Fresh tortillas were just part of the appeal of China’s cooking. Ruben said his grandmother made one-of-a-kind tacos, spectacular chile relleno and authentic Mexican chicken that takes 45 minutes to prepare properly.

“To this day, people call ahead and preorder the chicken,” Ruben said. “They know how long it takes but they know it’s well worth the wait.”


Family Business

In 1965, China’s daughter Becky and husband Ted took over the business from Nofie. Ruben said his mother was a constant marketer, always looking for ways to promote their business. Just as China’s photo is framed near the entrance, Becky’s is framed above the archway into the extra dining room. The room is part of an expansion she and Ted oversaw in 1984 before her passing in1988. As for Ted, he makes a mean margarita and now works for his son as the bartender.
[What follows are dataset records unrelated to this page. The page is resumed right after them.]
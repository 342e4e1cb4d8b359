//! WASM bridge for SlideDraft: exposes the slide editor to JavaScript.
//!
//! Compiled via `wasm-pack build --target web`. The host page owns the
//! `<canvas>`, loads background images, and forwards pointer/keyboard
//! events; everything else (layout, hit testing, gestures, painting) runs
//! here.

mod export;
mod metrics;
mod render2d;

pub use export::{export_slide_png, export_viewport};
pub use metrics::CanvasMetrics;

use sd_core::Slide;
use sd_editor::{InputEvent, InteractionConfig, Modifiers, SlideEditor};
use sd_render::RenderOptions;
use wasm_bindgen::prelude::*;
use web_sys::{CanvasRenderingContext2d, HtmlCanvasElement, HtmlImageElement};

/// The WASM-facing surface controller for one slide.
#[wasm_bindgen]
pub struct SdCanvas {
    canvas: HtmlCanvasElement,
    ctx: CanvasRenderingContext2d,
    editor: SlideEditor<CanvasMetrics>,
    background: Option<HtmlImageElement>,
    options: RenderOptions,
}

#[wasm_bindgen]
impl SdCanvas {
    /// Bind to `canvas`. Fails if the canvas has no 2D context.
    #[wasm_bindgen(constructor)]
    pub fn new(canvas: HtmlCanvasElement) -> Result<SdCanvas, JsValue> {
        install_console_hooks();

        let ctx = metrics::context_2d(&canvas).map_err(|e| JsValue::from_str(&e.to_string()))?;
        let metrics = CanvasMetrics::from_context(ctx.clone());
        let mut editor = SlideEditor::new(Slide::new(), metrics, InteractionConfig::default());
        editor.set_viewport(canvas.width() as f32, canvas.height() as f32);

        Ok(Self {
            canvas,
            ctx,
            editor,
            background: None,
            options: RenderOptions::default(),
        })
    }

    /// Replace the interaction tunables from camelCase JSON.
    pub fn set_config_json(&mut self, json: &str) -> bool {
        match serde_json::from_str::<InteractionConfig>(json) {
            Ok(config) => {
                self.editor.controller.config = config;
                true
            }
            Err(e) => {
                log::warn!("ignoring interaction config: {e}");
                false
            }
        }
    }

    /// Show a different slide. Clears selection; history is not notified.
    pub fn load_slide_json(&mut self, json: &str) -> bool {
        match serde_json::from_str::<Slide>(json) {
            Ok(slide) => {
                self.editor.load_slide(slide);
                true
            }
            Err(e) => {
                log::warn!("rejected slide JSON: {e}");
                false
            }
        }
    }

    /// Commit an edited revision of the current slide (style panel writes).
    pub fn replace_slide_json(&mut self, json: &str) -> bool {
        match serde_json::from_str::<Slide>(json) {
            Ok(slide) => {
                self.editor.replace_slide(slide);
                true
            }
            Err(e) => {
                log::warn!("rejected slide JSON: {e}");
                false
            }
        }
    }

    pub fn get_slide_json(&self) -> String {
        serde_json::to_string(self.editor.slide()).unwrap_or_default()
    }

    /// A loaded `<img>` for the slide background, or `undefined` to clear.
    pub fn set_background_image(&mut self, image: Option<HtmlImageElement>) {
        self.background = image;
    }

    /// Resize the drawing surface (layout pixels, before CSS zoom).
    pub fn resize(&mut self, width: f64, height: f64) {
        self.canvas.set_width(width.max(0.0) as u32);
        self.canvas.set_height(height.max(0.0) as u32);
        // Resizing resets the context state, font included.
        self.editor.metrics().invalidate();
        self.editor.set_viewport(width as f32, height as f32);
    }

    /// Visual zoom applied by the host (CSS transform scale).
    pub fn set_zoom(&mut self, zoom: f64) {
        self.editor.controller.set_zoom(zoom as f32);
    }

    // ─── Input ───────────────────────────────────────────────────────────

    /// Pointer pressed at screen coordinates relative to the canvas.
    /// Returns true if the slide changed.
    pub fn pointer_down(
        &mut self,
        x: f64,
        y: f64,
        shift: bool,
        alt: bool,
        ctrl: bool,
        meta: bool,
    ) -> bool {
        let modifiers = Modifiers {
            shift,
            alt,
            ctrl,
            meta,
        };
        self.editor.handle_event(&InputEvent::PointerDown {
            x: x as f32,
            y: y as f32,
            modifiers,
        })
    }

    pub fn pointer_move(&mut self, x: f64, y: f64) -> bool {
        self.editor
            .handle_event(&InputEvent::pointer_move(x as f32, y as f32))
    }

    pub fn pointer_up(&mut self, x: f64, y: f64) -> bool {
        self.editor
            .handle_event(&InputEvent::pointer_up(x as f32, y as f32))
    }

    /// Capture lost: abandon the gesture.
    pub fn pointer_cancel(&mut self) {
        self.editor.handle_event(&InputEvent::PointerCancel);
    }

    /// `KeyboardEvent.key` plus modifiers. Returns true if the slide changed.
    pub fn handle_key(&mut self, key: &str, shift: bool, alt: bool, ctrl: bool, meta: bool) -> bool {
        let modifiers = Modifiers {
            shift,
            alt,
            ctrl,
            meta,
        };
        self.editor.handle_event(&InputEvent::key(key, modifiers))
    }

    // ─── Output ──────────────────────────────────────────────────────────

    /// Paint the slide plus selection chrome.
    pub fn render(&self) {
        let viewport = self.editor.viewport();
        if viewport.is_empty() {
            return;
        }
        render2d::paint_slide(
            &self.ctx,
            self.editor.slide(),
            self.editor.geometry(),
            viewport,
            self.background.as_ref(),
            self.options.fallback_background,
        );
        render2d::paint_overlay(
            &self.ctx,
            self.editor.geometry(),
            self.editor.controller.selection(),
            self.editor.controller.snap(),
            viewport,
        );
        // Painting leaves the last layer's font on the shared context.
        self.editor.metrics().invalidate();
    }

    /// Selected layer IDs as a JSON array.
    pub fn selected_ids(&self) -> String {
        selection_json(self.editor.controller.selection())
    }

    /// Called with the slide JSON after every committed revision.
    pub fn set_history_callback(&mut self, callback: js_sys::Function) {
        self.editor.set_history(move |slide: &Slide| {
            let Ok(json) = serde_json::to_string(slide) else {
                return;
            };
            if let Err(e) = callback.call1(&JsValue::NULL, &JsValue::from_str(&json)) {
                log::warn!("history callback threw: {e:?}");
            }
        });
    }
}

fn selection_json(ids: &[sd_core::LayerId]) -> String {
    let ids: Vec<&str> = ids.iter().map(|id| id.as_str()).collect();
    serde_json::to_string(&ids).unwrap_or_else(|_| "[]".to_string())
}

/// Set the console log level (`"error"`, `"warn"`, `"info"`, `"debug"`, `"trace"`).
#[wasm_bindgen]
pub fn set_log_level(level: &str) {
    match level.parse::<log::LevelFilter>() {
        Ok(filter) => log::set_max_level(filter),
        Err(_) => log::warn!("unknown log level `{level}`"),
    }
}

// ─── Console logging & panic hook ────────────────────────────────────────

#[cfg_attr(not(target_arch = "wasm32"), allow(dead_code))]
struct ConsoleLogger;

impl log::Log for ConsoleLogger {
    fn enabled(&self, metadata: &log::Metadata) -> bool {
        metadata.level() <= log::max_level()
    }

    fn log(&self, record: &log::Record) {
        if !self.enabled(record.metadata()) {
            return;
        }
        let msg = JsValue::from_str(&format!("[{}] {}", record.target(), record.args()));
        match record.level() {
            log::Level::Error => web_sys::console::error_1(&msg),
            log::Level::Warn => web_sys::console::warn_1(&msg),
            log::Level::Info => web_sys::console::info_1(&msg),
            log::Level::Debug | log::Level::Trace => web_sys::console::debug_1(&msg),
        }
    }

    fn flush(&self) {}
}

#[cfg(target_arch = "wasm32")]
static LOGGER: ConsoleLogger = ConsoleLogger;

fn install_console_hooks() {
    #[cfg(target_arch = "wasm32")]
    {
        use std::sync::Once;
        static SET_HOOK: Once = Once::new();
        SET_HOOK.call_once(|| {
            std::panic::set_hook(Box::new(|info| {
                let msg = format!("SlideDraft WASM panic: {info}");
                web_sys::console::error_1(&msg.into());
            }));
            if log::set_logger(&LOGGER).is_ok() {
                log::set_max_level(log::LevelFilter::Info);
            }
        });
    }
}

#[cfg(test)]
mod tests {
    use super::*;
    use sd_core::LayerId;

    #[test]
    fn selection_serializes_as_id_strings() {
        let ids = [LayerId::intern("title"), LayerId::intern("body")];
        assert_eq!(selection_json(&ids), r#"["title","body"]"#);
        assert_eq!(selection_json(&[]), "[]");
    }
}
“He will be here making his famous margaritas for our 70th anniversary,” Ruben said. “I wish mom could have been here to see it.”

Ruben and his wife Carol took over the business in 1993. Carol spent many hours cooking with China and learning how to cook authentic Mexican food before the matriarch passed away. When the restaurant was closed on Tuesdays, Nofie would invite the entire family over for breakfast just to keep the family close around the table. Before her passing in 2001, Ruben said Nofie was able to see her grandson open their first satellite location at 1377 W. Henderson in Porterville in 2000.

“Even at 90 years old she could still sip on a margarita, but I had to get her home and put her in bed,” Ruben said. “She knew how to live life to the fullest. At one point they took her driver’s license away, but she still drove. She always wanted to be active.”

Carol remembers Nofie as one of the most kind and compassionate souls she had ever met. She remembers seeing the elderly businesswoman waive off change from children who came up short on the bill. Sometimes, she would just feed give tacos to children who looked hungry, or a tortilla to a homeless person trying to get through the day. She even extended the courtesy to her competitors as a multitude of Mexican restaurants moved into town.

“She always said, ‘Never say anything bad about anyone. Just wish them luck,’” Carol said. “It is difficult to do that sometimes but she was right.”

Carol said there were several times where at the Porterville location when people would come in looking for some spare food.

“I could feel her presence and she was watching to see what I would do,” Carol said. “I remember her saying, ‘We make money every day. When people need to eat, feed them. When you need to pay bills, pay the bills.’ She never worried about anything. You don’t meet a lot of people like that.”

China’s is a fourth-generation Gonzalez family business with Ruben’s daughters running both the Lindsay and Porterville locations. Valerie manages the Lindsay site while Veronica and Erika manage the Porterville location.

Today China’s employs 32 people between the two locations in Lindsay and Porterville. Ruben said people come from all over the Valley to taste their food, made with the same recipe his grandmother perfected more than 70 years ago. Each time someone sits down at China’s, they will notice the grandmother’s photo on the menu. And each time they taste her delicious recipes they will be reminded of what a little Mexican lady can do with a stove and determination.

“She is gone but not forgotten,” Ruben said. “As long as we make food the way she made it and keep that photo on the menu, she will always be here with us.”